失点シーンは、GK田村のミスといっていいものであり、この年代ではチーム全体がパニックになってもおかしくは無かったが、彼は、ここから巻き返して見せた。結局、ゴールは奪えなかったが、彼らは、逆境になればなるほど進化を発揮する「美しい敗者」だった。
広島ユースのスタイルは、トップチームでペトロビッチ監督が目指すスタイルと非常に良く似ている。パス回しのリズムや、タイミングや、選手の距離感は、そっくりといっていいレベルである。危ない横パスもあって、強烈なプレスをかけてくるFC東京の餌食になるシーンもあったが、それでも、最後までスタイルを貫いた姿勢は見事だった。

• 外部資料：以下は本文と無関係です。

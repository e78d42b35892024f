//! The generalisation DAG.
//!
//! Rules live in an id-indexed arena; `parents` links point *upwards* in
//! generality (a rule's parents are the more specific rules it generalises,
//! with examples as leaves). Ids are never reused, so insertion order is the
//! id order — ties between equally general rules resolve to the earliest.

use crate::error::RuleError;
use crate::rule::Rule;
use irale_logic::State;
use serde::{Deserialize, Serialize};
use std::collections::BTreeSet;
use std::fmt;

/// Index of a rule in its arena.
#[derive(Clone, Copy, Debug, PartialEq, Eq, PartialOrd, Ord, Hash, Serialize, Deserialize)]
pub struct RuleId(usize);

impl RuleId {
    pub fn from_raw(raw: usize) -> Self {
        RuleId(raw)
    }

    pub fn index(self) -> usize {
        self.0
    }
}

impl fmt::Display for RuleId {
    fn fmt(&self, f: &mut fmt::Formatter<'_>) -> fmt::Result {
        write!(f, "r{}", self.0)
    }
}

/// Arena owning every rule ever created in a learning session, active or
/// not. Which ids are *active* is the reviser's business; the arena only
/// maintains the DAG structure.
#[derive(Clone, Debug, Default)]
pub struct RuleArena {
    rules: Vec<Rule>,
}

impl RuleArena {
    pub fn new() -> Self {
        RuleArena { rules: Vec::new() }
    }

    pub fn insert(&mut self, rule: Rule) -> RuleId {
        self.rules.push(rule);
        RuleId(self.rules.len() - 1)
    }

    pub fn get(&self, id: RuleId) -> &Rule {
        &self.rules[id.0]
    }

    pub fn get_mut(&mut self, id: RuleId) -> &mut Rule {
        &mut self.rules[id.0]
    }

    pub fn len(&self) -> usize {
        self.rules.len()
    }

    pub fn is_empty(&self) -> bool {
        self.rules.is_empty()
    }

    pub fn ids(&self) -> impl Iterator<Item = RuleId> {
        (0..self.rules.len()).map(RuleId)
    }

    /// Is `ancestor` reachable from `id` through parent links?
    pub fn is_ancestor(&self, id: RuleId, ancestor: RuleId) -> bool {
        self.get(id).parents.iter().any(|&parent| {
            parent == ancestor || self.is_ancestor(parent, ancestor)
        })
    }

    /// Attach `parent` to `child`. Fails if that would make `child` its own
    /// ancestor, which breaks the DAG invariant.
    pub fn insert_parent(&mut self, child: RuleId, parent: RuleId) -> Result<(), RuleError> {
        if child == parent || self.is_ancestor(parent, child) {
            return Err(RuleError::SelfParenting {
                rule: child.index(),
            });
        }
        self.get_mut(child).parents.insert(parent);
        Ok(())
    }

    /// 1 + the maximum parent generality; 0 for leaves (examples).
    pub fn generality_level(&self, id: RuleId) -> usize {
        self.get(id)
            .parents
            .iter()
            .map(|&p| self.generality_level(p) + 1)
            .max()
            .unwrap_or(0)
    }

    /// Number of leaf examples under this rule.
    pub fn count_leaves(&self, id: RuleId) -> usize {
        let parents = &self.get(id).parents;
        if parents.is_empty() {
            return 1;
        }
        parents.iter().map(|&p| self.count_leaves(p)).sum()
    }

    /// Greatest similarity between `state` and the precondition state of any
    /// leaf under this rule.
    pub fn max_leaf_similarity(&self, id: RuleId, state: &State) -> f64 {
        let rule = self.get(id);
        if rule.parents.is_empty() {
            let leaf_state = State::from_facts(rule.preconditions.iter().cloned());
            return State::similarity(state, &leaf_state);
        }
        rule.parents
            .iter()
            .map(|&p| self.max_leaf_similarity(p, state))
            .fold(0.0, f64::max)
    }

    /// The node of minimum generality level in this rule's sub-DAG
    /// (including itself) that covers the example. Ties resolve to the
    /// earliest-visited node.
    pub fn least_general_rule_covering(&self, id: RuleId, example: &Rule) -> Option<RuleId> {
        let mut result = if self.get(id).covers(example) {
            Some(id)
        } else {
            None
        };

        let mut min_generality: Option<usize> = result.map(|r| self.generality_level(r));
        for &parent in &self.get(id).parents {
            if let Some(lgr) = self.least_general_rule_covering(parent, example) {
                let level = self.generality_level(lgr);
                if min_generality.map(|m| level < m).unwrap_or(true) {
                    min_generality = Some(level);
                    result = Some(lgr);
                }
            }
        }

        result
    }

    /// Sever `parent` from the ancestor sets of the whole sub-DAG rooted at
    /// `id`: drop the direct link, then recurse into the remaining parents.
    pub fn remove_parent_recursive(&mut self, id: RuleId, parent: RuleId) {
        self.get_mut(id).parents.remove(&parent);
        let remaining: BTreeSet<RuleId> = self.get(id).parents.clone();
        for p in remaining {
            self.remove_parent_recursive(p, parent);
        }
    }
}

#[cfg(test)]
mod tests {
    use super::*;
    use irale_logic::{Literal, Predicate, Term, Trace};
    use std::collections::BTreeSet;

    fn fact(p: &str, args: &[&str]) -> Literal {
        Predicate::new(p, args.len()).of(args.iter().map(|a| Term::constant(*a)).collect())
    }

    fn leaf_rule(x: &str, y: &str, from: &str) -> Rule {
        let state = State::from_facts([
            fact("clear", &[x]),
            fact("clear", &[y]),
            fact("on", &[x, from]),
        ]);
        let mut new_state = state.clone();
        new_state.remove_fact(&fact("on", &[x, from]));
        new_state.remove_fact(&fact("clear", &[y]));
        new_state.add_fact(&fact("on", &[x, y]));
        new_state.add_fact(&fact("clear", &[from]));
        Rule::from_trace(
            &Trace::new(state, fact("move", &[x, y]), true, new_state),
            0.5,
            true,
        )
        .unwrap()
    }

    fn lifted_rule(parents: BTreeSet<RuleId>) -> Rule {
        let on = Predicate::new("on", 2);
        let clear = Predicate::new("clear", 1);
        let mv = Predicate::new("move", 2);
        let (x, y, z) = (Term::var("X"), Term::var("Y"), Term::var("Z"));
        Rule::new(
            BTreeSet::from([
                clear.of(vec![x.clone()]),
                clear.of(vec![y.clone()]),
                on.of(vec![x.clone(), z.clone()]),
            ]),
            mv.of(vec![x.clone(), y.clone()]),
            BTreeSet::from([on.of(vec![x.clone(), y.clone()]), clear.of(vec![z.clone()])]),
            BTreeSet::from([
                -on.of(vec![x.clone(), z.clone()]),
                -clear.of(vec![y.clone()]),
            ]),
            parents,
            0.5,
            true,
        )
    }

    #[test]
    fn generality_and_leaf_counts() {
        let mut arena = RuleArena::new();
        let leaf1 = arena.insert(leaf_rule("a", "b", "c"));
        let leaf2 = arena.insert(leaf_rule("b", "c", "a"));
        let general = arena.insert(lifted_rule(BTreeSet::from([leaf1, leaf2])));

        assert_eq!(arena.generality_level(leaf1), 0);
        assert_eq!(arena.generality_level(general), 1);
        assert_eq!(arena.count_leaves(general), 2);
        assert_eq!(arena.count_leaves(leaf1), 1);
    }

    #[test]
    fn self_parenting_is_rejected() {
        let mut arena = RuleArena::new();
        let leaf = arena.insert(leaf_rule("a", "b", "c"));
        let general = arena.insert(lifted_rule(BTreeSet::from([leaf])));

        assert!(arena.insert_parent(general, general).is_err());
        assert!(arena.insert_parent(leaf, general).is_err());
        assert!(arena.insert_parent(general, leaf).is_ok());
    }

    #[test]
    fn least_general_covering_prefers_specific_nodes() {
        let mut arena = RuleArena::new();
        let leaf1 = arena.insert(leaf_rule("a", "b", "c"));
        let leaf2 = arena.insert(leaf_rule("b", "c", "a"));
        let general = arena.insert(lifted_rule(BTreeSet::from([leaf1, leaf2])));

        // The same example as leaf1 is covered by leaf1 itself, not the
        // lifted rule.
        let example = leaf_rule("a", "b", "c");
        let found = arena.least_general_rule_covering(general, &example);
        assert_eq!(found, Some(leaf1));

        // An example over fresh objects is only covered by the lifted rule.
        let example = leaf_rule("d", "e", "f");
        let found = arena.least_general_rule_covering(general, &example);
        assert_eq!(found, Some(general));
    }

    #[test]
    fn remove_parent_recursive_severs_the_subtree() {
        let mut arena = RuleArena::new();
        let leaf1 = arena.insert(leaf_rule("a", "b", "c"));
        let leaf2 = arena.insert(leaf_rule("b", "c", "a"));
        let mid = arena.insert(lifted_rule(BTreeSet::from([leaf1])));
        let top = arena.insert(lifted_rule(BTreeSet::from([mid, leaf2])));

        arena.remove_parent_recursive(top, leaf1);
        assert!(!arena.get(top).parents.contains(&leaf1));
        assert!(!arena.get(mid).parents.contains(&leaf1));
        assert!(arena.get(top).parents.contains(&mid));
    }

    #[test]
    fn max_leaf_similarity_picks_the_closest_leaf() {
        let mut arena = RuleArena::new();
        let leaf1 = arena.insert(leaf_rule("a", "b", "c"));
        let general = arena.insert(lifted_rule(BTreeSet::from([leaf1])));

        let leaf_state = State::from_facts([
            fact("clear", &["a"]),
            fact("clear", &["b"]),
            fact("on", &["a", "c"]),
        ]);
        let sim = arena.max_leaf_similarity(general, &leaf_state);
        assert!((sim - 1.0).abs() < 1e-9);
    }
}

ペトロビッチ監督が就任したのは2006年の途中。このサッカーで2009年は4位に入った。トップチームとユースチームが同じサッカーを志すことが、必ずしも正しいとはいえないかもしれないが、身近にお手本があって、どういうサッカーをすればいいのかの1つのモデルがあるということは、大きなことである。
#8 対照的なイレブン
■ 2人のゴールキーパー試合終了後、力の限りを尽くした広島のイレブンの多くは、ピッチに倒れ込んで、立ち上がることが出来なかった。歓喜するFC東京のイレブンとは対照的だった。
その中でも、2人のゴールキーパーの姿が印象的だった。スタメンで出場したGK田村昇大はFW重松の(ブレ球とはいえ、)正面ともいえるシュートを防ぎきれず、後ろにはじいてしまった。彼は、試合終了後、無情のホイッスルを聞いたその場所で、仲間達がやってくるまで、立ち上がることが出来なかった。
そのGK田村のプレーをベンチから見ていたのが、控えのGK大森圭悟。ピッチに立てなかったという悔しさと、大舞台で大きなミスをしてしまったライバルを思う気持ち。その胸の中には、いろいろな思いの混ざった複雑な感情があったことだろう。彼は号泣していた。
Jリーグの試合でも、両チームの選手はそれぞれの思いを胸に100%の気持ちで熱い戦いを見せてくれる。が、3年分の思いのつまったユース年代の最後の戦いは、それとは違った熱いものと切なさを感じさせる。試合終了後、この試合に出場した選手と、この試合に出場できなかった選手のみんなが、悔いのないサッカー人生を送ることが出来たら・・・と思った。本当にいい闘いだった。